Today kicks off Habitat for Humanity’s International Women Build Week

News Photo by Darby Hinkley Habitat for Humanity Northeast Michigan Executive Director Ted Fines and Jenny Nestell, home ownership program coordinator and volunteer coordinator, hold up International Women Build Week T-shirts. The public is welcome to participate in virtual events this week honoring Women Build.

ALPENA — Today is International Women’s Day, and the first day of Habitat for Humanity’s International Women Build Week.

In a traditional non-pandemic year, live events would be planned throughout the week to celebrate and encourage women to participate in volunteering for Habitat for Humanity.

But this year, it’s all virtual, said Habitat for Humanity Northeast Michigan Executive Director Ted Fines.

“So we are putting together a Zoom meeting with some community members, and we have a couple women coming in to speak on the Zoom meeting about what they’re doing,” said Jenny Nestell, home ownership program coordinator and volunteer coordinator for Habitat for Humanity Northeast Michigan. “We have one that has actually done three builds for Habitat — one was in Hawaii, one was in Portugal, and one was in Africa.”

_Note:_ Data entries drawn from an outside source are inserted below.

//! Storage abstraction trait and common types.

use std::io::{Read, Write};

use thiserror::Error;

use crate::error::{Result, SentindexError};

/// A flat namespace of named files holding one stored object.
pub trait Storage: Send + Sync + std::fmt::Debug {
    /// Open a file for reading. The file must exist.
    fn open_input(&self, name: &str) -> Result<Box<dyn StorageInput>>;

    /// Create (or truncate) a file for writing.
    fn create_output(&self, name: &str) -> Result<Box<dyn StorageOutput>>;

    /// Names of all files, sorted.
    fn list_files(&self) -> Result<Vec<String>>;

    /// Rename a file, replacing any file already named `new_name`.
    fn rename_file(&self, old_name: &str, new_name: &str) -> Result<()>;
}

/// A readable file whose total size is known up front.
pub trait StorageInput: Read + Send + std::fmt::Debug {
    fn size(&self) -> Result<u64>;
}

/// A writable file. Contents are only guaranteed to be visible after `close`.
pub trait StorageOutput: Write + Send + std::fmt::Debug {
    fn close(&mut self) -> Result<()>;
}

impl StorageOutput for Box<dyn StorageOutput> {
    fn close(&mut self) -> Result<()> {
        self.as_mut().close()
    }
}

impl StorageInput for Box<dyn StorageInput> {
    fn size(&self) -> Result<u64> {
        self.as_ref().size()
    }
}

/// Configuration for storage backends.
#[derive(Debug, Clone)]
pub struct StorageConfig {
    /// Buffer size for file reads and writes.
    pub buffer_size: usize,

    /// fsync files on close, before they are renamed into place.
    pub sync_on_close: bool,
}

impl Default for StorageConfig {
    fn default() -> Self {
        StorageConfig {
            buffer_size: 64 * 1024,
            sync_on_close: true,
        }
    }
}

/// Failures raised by storage backends.
#[derive(Error, Debug, Clone, PartialEq, Eq)]
pub enum StorageError {
    #[error("File not found: {0}")]
    FileNotFound(String),

    #[error("I/O error: {0}")]
    Io(String),
}

impl StorageError {
    pub(crate) fn from_io(name: &str, err: std::io::Error) -> Self {
        if err.kind() == std::io::ErrorKind::NotFound {
            StorageError::FileNotFound(name.to_string())
        } else {
            StorageError::Io(format!("{name}: {err}"))
        }
    }
}

impl From<StorageError> for SentindexError {
    fn from(err: StorageError) -> Self {
        SentindexError::storage(err.to_string())
    }
}

#[cfg(test)]
mod tests {
    use super::*;

    #[test]
    fn test_storage_config_default() {
        let config = StorageConfig::default();

        assert_eq!(config.buffer_size, 65536);
        assert!(config.sync_on_close);
    }

    #[test]
    fn test_from_io_maps_not_found() {
        let err = StorageError::from_io(
            "manifest.json",
            std::io::Error::from(std::io::ErrorKind::NotFound),
        );
        assert_eq!(err, StorageError::FileNotFound("manifest.json".to_string()));
        assert_eq!(err.to_string(), "File not found: manifest.json");

        let err = StorageError::from_io("documents.bin", std::io::Error::other("disk full"));
        assert_eq!(err.to_string(), "I/O error: documents.bin: disk full");
    }

    #[test]
    fn test_storage_error_converts() {
        let err: SentindexError = StorageError::FileNotFound("a".to_string()).into();
        assert_eq!(err.to_string(), "Storage error: File not found: a");
    }
}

“Her name is Sue Madden, and she lives outside of Onaway — Black Lake,” Fines added. “So she’s local.”

Madden will share in the Zoom call some of her experiences in participating in Habitat builds around the world.

The Zoom call will be held on Wednesday. For the connection information and time, email Nestell at jennifer.nestell@habitatnemi.org.

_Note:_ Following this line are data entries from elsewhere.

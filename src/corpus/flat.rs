//! The flat corpus: sentences addressed by a single integer id.
//!
//! A [`FlatCorpus`] owns a [`Cluster`] and a flat index built once at
//! construction by walking `document_ids` (outer) and local offsets (inner).
//! The order of `document_ids`, not the cluster's own order, fixes which flat
//! id each sentence receives. Iteration follows the cluster's order instead,
//! and the two orders may differ.

use std::fmt;
use std::ops::Index;

use log::{debug, warn};
use serde::{Deserialize, Serialize};

use crate::corpus::cluster::Cluster;
use crate::corpus::sentence_set::SentenceSet;
use crate::corpus::{DocumentId, FlatId};
use crate::error::{Result, SentindexError};

/// Where a flat id points to.
#[derive(Debug, Clone, Copy, PartialEq, Eq, Serialize, Deserialize)]
pub struct SentenceLocation {
    /// The flat id as it was requested (may be negative).
    pub flat_id: FlatId,

    /// Document the sentence belongs to.
    pub document_id: DocumentId,

    /// `(document id, local offset)` pair.
    pub loc: (DocumentId, usize),
}

/// Derived statistics of a corpus.
#[derive(Debug, Clone, PartialEq, Serialize, Deserialize)]
pub struct CorpusStats {
    pub num_documents: usize,
    pub num_sentences: usize,
    pub max_len: usize,
    pub total_strlen: usize,
    pub avg_len: f64,
}

/// A corpus whose sentences are addressable by flat id.
#[derive(Debug, Clone)]
pub struct FlatCorpus {
    document_ids: Vec<DocumentId>,
    total_count: usize,
    max_len: usize,
    total_strlen: usize,
    cluster: Cluster,
    avg_len: f64,
    num_documents: usize,
    num_sentences: usize,
    flat_index: Vec<(DocumentId, usize)>,
}

impl FlatCorpus {
    /// Build a corpus from its aggregate state and the matching cluster.
    ///
    /// Fails with [`SentindexError::EmptyCorpus`] when `total_count` is zero,
    /// and with [`SentindexError::KeyNotFound`] when a listed document id has
    /// no bucket in `cluster`.
    pub fn new(sentences: SentenceSet, cluster: Cluster) -> Result<Self> {
        let SentenceSet {
            document_ids,
            total_count,
            max_len,
            total_strlen,
        } = sentences;

        if total_count == 0 {
            return Err(SentindexError::EmptyCorpus);
        }

        let flat_index = build_flat_index(&document_ids, &cluster)?;
        if flat_index.len() != total_count {
            warn!(
                "flat index holds {} entries but the corpus counts {} sentences",
                flat_index.len(),
                total_count
            );
        }

        let avg_len = round2(total_strlen as f64 / total_count as f64);
        let num_documents = document_ids.len();
        debug!(
            "built flat corpus: {num_documents} documents, {total_count} sentences, avg_len {avg_len}"
        );

        Ok(FlatCorpus {
            document_ids,
            total_count,
            max_len,
            total_strlen,
            cluster,
            avg_len,
            num_documents,
            num_sentences: total_count,
            flat_index,
        })
    }

    /// Resolve a flat id to its sentence. Negative ids count from the end.
    pub fn get_sentence(&self, flat_id: FlatId) -> Result<&str> {
        let (document_id, offset) = self.resolve(flat_id)?;
        self.cluster
            .get(document_id)
            .and_then(|sentences| sentences.get(offset))
            .map(String::as_str)
            .ok_or(SentindexError::KeyNotFound(document_id))
    }

    /// Like [`get_sentence`](Self::get_sentence) but returns `None` when out of range.
    pub fn get(&self, flat_id: FlatId) -> Option<&str> {
        self.get_sentence(flat_id).ok()
    }

    /// Resolve many flat ids at once.
    ///
    /// Ids may repeat and come in any order; the result preserves input order.
    /// The first unresolvable id fails the whole call.
    pub fn lookup(&self, flat_ids: &[FlatId]) -> Result<Vec<SentenceLocation>> {
        flat_ids
            .iter()
            .map(|&flat_id| {
                let (document_id, offset) = self.resolve(flat_id)?;
                Ok(SentenceLocation {
                    flat_id,
                    document_id,
                    loc: (document_id, offset),
                })
            })
            .collect()
    }

    /// All sentences of one document, in order.
    pub fn sentences_of(&self, document_id: DocumentId) -> Result<&[String]> {
        self.cluster
            .get(document_id)
            .ok_or(SentindexError::KeyNotFound(document_id))
    }

    /// Sentences selected by `[start:stop:step]`, with sequence slice semantics.
    ///
    /// Bounds are clamped the way sequence slicing clamps them; only a zero
    /// step is an error.
    pub fn slice(
        &self,
        start: Option<FlatId>,
        stop: Option<FlatId>,
        step: Option<FlatId>,
    ) -> Result<Vec<&str>> {
        slice_positions(self.flat_index.len(), start, stop, step)?
            .into_iter()
            .map(|pos| self.get_sentence(pos as FlatId))
            .collect()
    }

    /// Iterate over every sentence in the cluster's own order.
    pub fn iter(&self) -> Sentences<'_> {
        Sentences {
            documents: self.cluster.entries().iter(),
            current: [].iter(),
        }
    }

    /// Number of sentences.
    pub fn len(&self) -> usize {
        self.num_sentences
    }

    pub fn is_empty(&self) -> bool {
        self.num_sentences == 0
    }

    pub fn contains_document(&self, document_id: DocumentId) -> bool {
        self.cluster.contains(document_id)
    }

    pub fn document_ids(&self) -> &[DocumentId] {
        &self.document_ids
    }

    pub fn cluster(&self) -> &Cluster {
        &self.cluster
    }

    /// The flat id to `(document id, local offset)` table.
    pub fn flat_index(&self) -> &[(DocumentId, usize)] {
        &self.flat_index
    }

    pub fn total_count(&self) -> usize {
        self.total_count
    }

    pub fn max_len(&self) -> usize {
        self.max_len
    }

    pub fn total_strlen(&self) -> usize {
        self.total_strlen
    }

    /// Average sentence length, rounded to two decimals.
    pub fn avg_len(&self) -> f64 {
        self.avg_len
    }

    pub fn num_documents(&self) -> usize {
        self.num_documents
    }

    pub fn num_sentences(&self) -> usize {
        self.num_sentences
    }

    /// The aggregate state this corpus was built from.
    pub fn sentence_set(&self) -> SentenceSet {
        SentenceSet {
            document_ids: self.document_ids.clone(),
            total_count: self.total_count,
            max_len: self.max_len,
            total_strlen: self.total_strlen,
        }
    }

    pub fn stats(&self) -> CorpusStats {
        CorpusStats {
            num_documents: self.num_documents,
            num_sentences: self.num_sentences,
            max_len: self.max_len,
            total_strlen: self.total_strlen,
            avg_len: self.avg_len,
        }
    }

    /// Check that the flat index is a bijection onto the cluster.
    ///
    /// Corpora merged from shards that share a document id fail this check.
    pub fn validate(&self) -> Result<()> {
        let expected: usize = self
            .document_ids
            .iter()
            .map(|&id| self.cluster.get(id).map_or(0, <[String]>::len))
            .sum();
        if self.flat_index.len() != self.num_sentences || expected != self.num_sentences {
            return Err(SentindexError::corrupted(format!(
                "inconsistent corpus: {} flat entries, {} bucketed sentences, {} counted",
                self.flat_index.len(),
                expected,
                self.num_sentences
            )));
        }

        let mut seen = ahash::AHashSet::with_capacity(self.flat_index.len());
        for &(document_id, offset) in &self.flat_index {
            if !seen.insert((document_id, offset)) {
                return Err(SentindexError::corrupted(format!(
                    "inconsistent corpus: ({document_id}, {offset}) is addressed twice"
                )));
            }
        }
        Ok(())
    }

    fn resolve(&self, flat_id: FlatId) -> Result<(DocumentId, usize)> {
        let len = self.flat_index.len();
        let pos = if flat_id < 0 {
            flat_id + len as FlatId
        } else {
            flat_id
        };
        if pos < 0 || pos >= len as FlatId {
            return Err(SentindexError::out_of_range(flat_id, len));
        }
        Ok(self.flat_index[pos as usize])
    }
}

impl Index<usize> for FlatCorpus {
    type Output = str;

    /// Panics when `index` is out of range, like slice indexing.
    fn index(&self, index: usize) -> &str {
        match FlatId::try_from(index).ok().and_then(|id| self.get(id)) {
            Some(sentence) => sentence,
            None => panic!(
                "flat id {index} out of range for corpus of {} sentences",
                self.flat_index.len()
            ),
        }
    }
}

impl<'a> IntoIterator for &'a FlatCorpus {
    type Item = &'a str;
    type IntoIter = Sentences<'a>;

    fn into_iter(self) -> Self::IntoIter {
        self.iter()
    }
}

impl fmt::Display for FlatCorpus {
    fn fmt(&self, f: &mut fmt::Formatter<'_>) -> fmt::Result {
        write!(
            f,
            "FlatCorpus(avg_len={}, num_documents={}, num_sentences={})",
            self.avg_len, self.num_documents, self.num_sentences
        )
    }
}

/// Iterator over every sentence of a corpus, in cluster order.
#[derive(Debug, Clone)]
pub struct Sentences<'a> {
    documents: std::slice::Iter<'a, (DocumentId, Vec<String>)>,
    current: std::slice::Iter<'a, String>,
}

impl<'a> Iterator for Sentences<'a> {
    type Item = &'a str;

    fn next(&mut self) -> Option<Self::Item> {
        loop {
            if let Some(sentence) = self.current.next() {
                return Some(sentence.as_str());
            }
            let (_, sentences) = self.documents.next()?;
            self.current = sentences.iter();
        }
    }
}

fn build_flat_index(
    document_ids: &[DocumentId],
    cluster: &Cluster,
) -> Result<Vec<(DocumentId, usize)>> {
    let mut flat_index = Vec::with_capacity(cluster.sentence_count());
    for &document_id in document_ids {
        let bucket = cluster
            .get(document_id)
            .ok_or(SentindexError::KeyNotFound(document_id))?;
        flat_index.extend((0..bucket.len()).map(|offset| (document_id, offset)));
    }
    Ok(flat_index)
}

/// Round to two decimals, ties to even.
fn round2(value: f64) -> f64 {
    (value * 100.0).round_ties_even() / 100.0
}

/// Positions selected by a `[start:stop:step]` slice over `len` items.
pub(crate) fn slice_positions(
    len: usize,
    start: Option<FlatId>,
    stop: Option<FlatId>,
    step: Option<FlatId>,
) -> Result<Vec<usize>> {
    let step = step.unwrap_or(1);
    if step == 0 {
        return Err(SentindexError::InvalidSlice(
            "slice step cannot be zero".to_string(),
        ));
    }

    let len = len as FlatId;
    let (lower, upper) = if step > 0 { (0, len) } else { (-1, len - 1) };
    let clamp = |bound: FlatId| {
        if bound < 0 {
            (bound + len).max(lower)
        } else {
            bound.min(upper)
        }
    };
    let start = start.map_or(if step > 0 { lower } else { upper }, clamp);
    let stop = stop.map_or(if step > 0 { upper } else { lower }, clamp);

    let mut positions = Vec::new();
    let mut i = start;
    while (step > 0 && i < stop) || (step < 0 && i > stop) {
        positions.push(i as usize);
        match i.checked_add(step) {
            Some(next) => i = next,
            None => break,
        }
    }
    Ok(positions)
}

Gretchen Kirschner from Builders FirstSource in Alpena will also be speaking on the Zoom call.

She will talk about being a woman in a construction-related field and what led her to take on that role, Nestell said.

“It’s the education,” Nestell said of the Women Build Zoom presentations.

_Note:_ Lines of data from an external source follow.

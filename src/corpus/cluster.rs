//! Insertion-ordered mapping from document id to its sentences.

use ahash::AHashMap;

use crate::corpus::DocumentId;

/// Mapping from document id to the ordered sentences of that document.
///
/// Iteration follows first-insertion order. Re-inserting an existing id
/// replaces its bucket in place without moving it, so [`Cluster::update`]
/// behaves as last-write-wins per key while keeping the first position.
#[derive(Debug, Clone, Default)]
pub struct Cluster {
    entries: Vec<(DocumentId, Vec<String>)>,
    positions: AHashMap<DocumentId, usize>,
}

impl Cluster {
    /// Create an empty cluster.
    pub fn new() -> Self {
        Self::default()
    }

    /// Create an empty cluster with room for `capacity` documents.
    pub fn with_capacity(capacity: usize) -> Self {
        Cluster {
            entries: Vec::with_capacity(capacity),
            positions: AHashMap::with_capacity(capacity),
        }
    }

    /// Insert a bucket, returning the bucket it replaced.
    pub fn insert(
        &mut self,
        document_id: DocumentId,
        sentences: Vec<String>,
    ) -> Option<Vec<String>> {
        match self.positions.get(&document_id) {
            Some(&pos) => Some(std::mem::replace(&mut self.entries[pos].1, sentences)),
            None => {
                self.positions.insert(document_id, self.entries.len());
                self.entries.push((document_id, sentences));
                None
            }
        }
    }

    /// Apply every entry of `other` in its order; later writes win.
    pub fn update(&mut self, other: &Cluster) {
        for (document_id, sentences) in other.iter() {
            self.insert(document_id, sentences.to_vec());
        }
    }

    /// Sentences of a document.
    pub fn get(&self, document_id: DocumentId) -> Option<&[String]> {
        self.positions
            .get(&document_id)
            .map(|&pos| self.entries[pos].1.as_slice())
    }

    /// Mutable bucket of a document.
    pub fn get_mut(&mut self, document_id: DocumentId) -> Option<&mut Vec<String>> {
        match self.positions.get(&document_id) {
            Some(&pos) => Some(&mut self.entries[pos].1),
            None => None,
        }
    }

    pub fn contains(&self, document_id: DocumentId) -> bool {
        self.positions.contains_key(&document_id)
    }

    /// Number of documents.
    pub fn len(&self) -> usize {
        self.entries.len()
    }

    pub fn is_empty(&self) -> bool {
        self.entries.is_empty()
    }

    /// Total number of sentences over all buckets.
    pub fn sentence_count(&self) -> usize {
        self.entries.iter().map(|(_, s)| s.len()).sum()
    }

    /// Document ids in iteration order.
    pub fn document_ids(&self) -> impl Iterator<Item = DocumentId> + '_ {
        self.entries.iter().map(|(id, _)| *id)
    }

    /// `(document id, sentences)` pairs in iteration order.
    pub fn iter(&self) -> impl Iterator<Item = (DocumentId, &[String])> + '_ {
        self.entries.iter().map(|(id, s)| (*id, s.as_slice()))
    }

    pub(crate) fn entries(&self) -> &[(DocumentId, Vec<String>)] {
        &self.entries
    }
}

impl PartialEq for Cluster {
    fn eq(&self, other: &Self) -> bool {
        self.entries == other.entries
    }
}

impl Eq for Cluster {}

impl FromIterator<(DocumentId, Vec<String>)> for Cluster {
    fn from_iter<I: IntoIterator<Item = (DocumentId, Vec<String>)>>(iter: I) -> Self {
        let mut cluster = Cluster::new();
        for (document_id, sentences) in iter {
            cluster.insert(document_id, sentences);
        }
        cluster
    }
}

She wants to connect women with the resources they need to either get housing help, or help others with their housing by volunteering.

“It’s letting these women know that one, there are programs that can help them,” she said. “Two, if you’re scared to fill out a mortgage application, we can help you. Don’t be afraid. If you’ve got bad credit, don’t be afraid. Come in and talk to us. And volunteer. Come and help us with a wheelchair ramp build. Come and help us when we get a home build. Pick up a hammer.”

Fines said they are one of only a handful of Habitats in the state participating in International Women Build Week.

“It’s amazing how active we are as an affiliate, as far as advocacy and Women Build,” he said. “We’re participating with Lowe’s in Gaylord.”

He said they received a $5,000 grant from Habitat International, and Lowe’s is sponsoring this Women Build event.

Nestell said everyone is welcome to come help with builds. And you don’t have to be a woman, but this week is just focusing on women.

“They don’t have to come with any experience to help,” Nestell noted. “We’ll teach you how to do it.”

Fines said more advocacy events are to come this spring.

“We got a $1,500 grant from Habitat International for advocacy work in May, June and July of this year,” he explained.

Fines is pushing for the Northeast Michigan Affordable Housing Coalition.

“I’ve got different agencies, individuals, volunteers, that are very, very interested, be it veteran agencies, NEMCSA, Hope Shores Alliance, on and on,” Fines said. “All these things tie together — the advocacy, the Women Build, the need for affordable housing, be it rentals or home ownership, the programs we provide, as far as financial counseling — all this ties together to make our community better.”

He said there is a serious lack of affordable housing in Northeast Michigan, and many of those who cannot find housing are women.

Fines said he got a call last week from a woman with two young children who was fleeing from an abusive relationship. She was living at Sunrise Mission homeless shelter but was getting pushed out after being there for a couple of months, so he gave her the contact information for Hope Shores Alliance women’s shelter.

“There aren’t enough vouchers for hotel rooms, motel rooms, rentals,” he said. “We have a serious problem here, and … our public is just not aware of it. They’re just not aware of the problem that we have here, from homeless to these young women, most of them women — 99 percent of them, that we deal with — with young kids, and trying to help them. It’s sad, and we’ve got to do something.”

He said everyone can do something to help the community.

“What are you doing to make a difference here?” he asked. “We have a short period of time here to make a difference.”

This is their first time doing a Women Build event.

“I’m hoping this will grow into something bigger after COVID,” Nestell said.